Dimanche 13 mai 2018. Suite à l’assassinat de Ramata Diarra, du nom de cette fille albinos âgée de 5 ans, de violentes manifestations secouent la ville de Fana. La brigade de gendarmerie est saccagée et incendiée ainsi que de nombreux bars et hôtels. Les forces de sécurité, appelées en renfort pour rétablir l’ordre, se singularisent par une extrême brutalité à l’endroit des populations.
Mardi 29 mai 2018. Une manifestation des populations du village de Bougoudalen dans le cercle de Yanfolila, région de Sikasso contre certaines restrictions de la Direction générale de la société des mines d’or de Komana, a tourné au drame. Quatre civils tués par balles réelles tirées par les forces de l’ordre et une trentaine de blessés.

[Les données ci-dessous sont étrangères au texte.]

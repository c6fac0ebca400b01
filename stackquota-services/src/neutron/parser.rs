//! Neutron response parsing.

use serde::Deserialize;
use serde::de::DeserializeOwned;
use stackquota_core::{QuotaDetail, QuotaSet, ServiceKind};
use std::collections::{BTreeMap, BTreeSet};

use crate::endpoint::quota_set_from;
use crate::error::ServiceError;

#[derive(Debug, Deserialize)]
struct ExtensionsResponse {
    extensions: Vec<Extension>,
}

#[derive(Debug, Deserialize)]
struct Extension {
    alias: String,
}

#[derive(Debug, Deserialize)]
struct QuotaDetailsResponse {
    quota: BTreeMap<String, QuotaDetail>,
}

fn parse_error(e: &serde_json::Error) -> ServiceError {
    ServiceError::parse(ServiceKind::Network, e.to_string())
}

/// Parses `GET /v2.0/extensions` into the set of aliases.
pub fn parse_extensions(body: serde_json::Value) -> Result<BTreeSet<String>, ServiceError> {
    let parsed: ExtensionsResponse = serde_json::from_value(body).map_err(|e| parse_error(&e))?;
    Ok(parsed.extensions.into_iter().map(|ext| ext.alias).collect())
}

/// Parses `GET /v2.0/quotas/{t}` and `.../default`.
pub fn parse_quota_set(body: &serde_json::Value) -> Result<QuotaSet, ServiceError> {
    quota_set_from(ServiceKind::Network, body, "quota")
}

/// Parses `GET /v2.0/quotas/{t}/details`.
pub fn parse_quota_details(
    body: serde_json::Value,
) -> Result<BTreeMap<String, QuotaDetail>, ServiceError> {
    let parsed: QuotaDetailsResponse = serde_json::from_value(body).map_err(|e| parse_error(&e))?;
    Ok(parsed.quota)
}

/// Parses a resource listing such as `{"networks": [...]}`.
pub fn parse_list<T: DeserializeOwned>(
    body: &serde_json::Value,
    collection: &str,
) -> Result<Vec<T>, ServiceError> {
    let items = body.get(collection).ok_or_else(|| {
        ServiceError::parse(ServiceKind::Network, format!("missing `{collection}` list"))
    })?;
    serde_json::from_value(items.clone()).map_err(|e| parse_error(&e))
}

#[cfg(test)]
mod tests {
    use super::*;
    use serde_json::json;
    use stackquota_core::{Limit, NetworkResource, SecurityGroup};

    #[test]
    fn test_parse_extensions() {
        let body = json!({
            "extensions": [
                {"alias": "security-group", "name": "security-group", "description": ""},
                {"alias": "router", "name": "Neutron L3 Router"},
                {"alias": "quotas"}
            ]
        });

        let aliases = parse_extensions(body).unwrap();
        assert_eq!(aliases.len(), 3);
        assert!(aliases.contains("router"));
    }

    #[test]
    fn test_parse_quota_details() {
        let body = json!({
            "quota": {
                "network": {"limit": 10, "used": 3, "reserved": 1},
                "port": {"limit": -1, "used": 12, "reserved": 0}
            }
        });

        let details = parse_quota_details(body).unwrap();
        assert_eq!(details["network"].in_use(), 4);
        assert_eq!(details["port"].limit, Limit::Unlimited);
    }

    #[test]
    fn test_parse_quota_set() {
        let body = json!({"quota": {"network": 10, "floatingip": 50, "rbac_policy": -1}});
        let quotas = parse_quota_set(&body).unwrap();
        assert_eq!(quotas.get("floatingip"), Some(Limit::Limited(50)));
    }

    #[test]
    fn test_parse_network_list() {
        let body = json!({
            "networks": [
                {"id": "n1", "name": "private", "tenant_id": "t1", "status": "ACTIVE"},
                {"id": "n2", "project_id": "t1"}
            ]
        });

        let networks: Vec<NetworkResource> = parse_list(&body, "networks").unwrap();
        assert_eq!(networks.len(), 2);
        assert_eq!(networks[1].tenant_id.as_deref(), Some("t1"));
    }

    #[test]
    fn test_parse_security_groups_with_rules() {
        let body = json!({
            "security_groups": [
                {
                    "id": "sg1",
                    "name": "default",
                    "security_group_rules": [
                        {"id": "r1", "direction": "ingress"},
                        {"id": "r2", "direction": "egress"}
                    ]
                },
                {"id": "sg2", "name": "empty"}
            ]
        });

        let groups: Vec<SecurityGroup> = parse_list(&body, "security_groups").unwrap();
        let rules: usize = groups.iter().map(|g| g.security_group_rules.len()).sum();
        assert_eq!(groups.len(), 2);
        assert_eq!(rules, 2);
    }

    #[test]
    fn test_parse_list_missing_collection() {
        let result: Result<Vec<NetworkResource>, _> = parse_list(&json!({}), "ports");
        assert!(matches!(result, Err(ServiceError::Parse { .. })));
    }
}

Dimanche 3 juin 2018. Des jeunes alertés par une tentative d’enlèvement d’un enfant mendiant se dirigent vers le 2ème commissariat de police de Ségou. Ils brûlent les hangars, brisent les vitres et érigent des barricades sur la voie publique avec des pneus brûlés.
Lundi 11 juin 2018. Kéniéba, dans la région de Kayes, est le théâtre de violentes manifestations opposant les populations aux forces de l’ordre. Ce rassemblement populaire des habitants de cette ville minière pour réclamer plus d’emplois dans les sociétés minières et dénoncer les agissements des responsables des mines, a pris une tournure dramatique. Bilan : un mort et plusieurs blessés, des notables arrosés de gaz, les locaux de la préfecture et de la résidence du Préfet incendiés ainsi que les nouvelles cartes d’électeurs biométriques. Les dernières nouvelles évoquent d’autres victimes ayant succombé à leurs blessures.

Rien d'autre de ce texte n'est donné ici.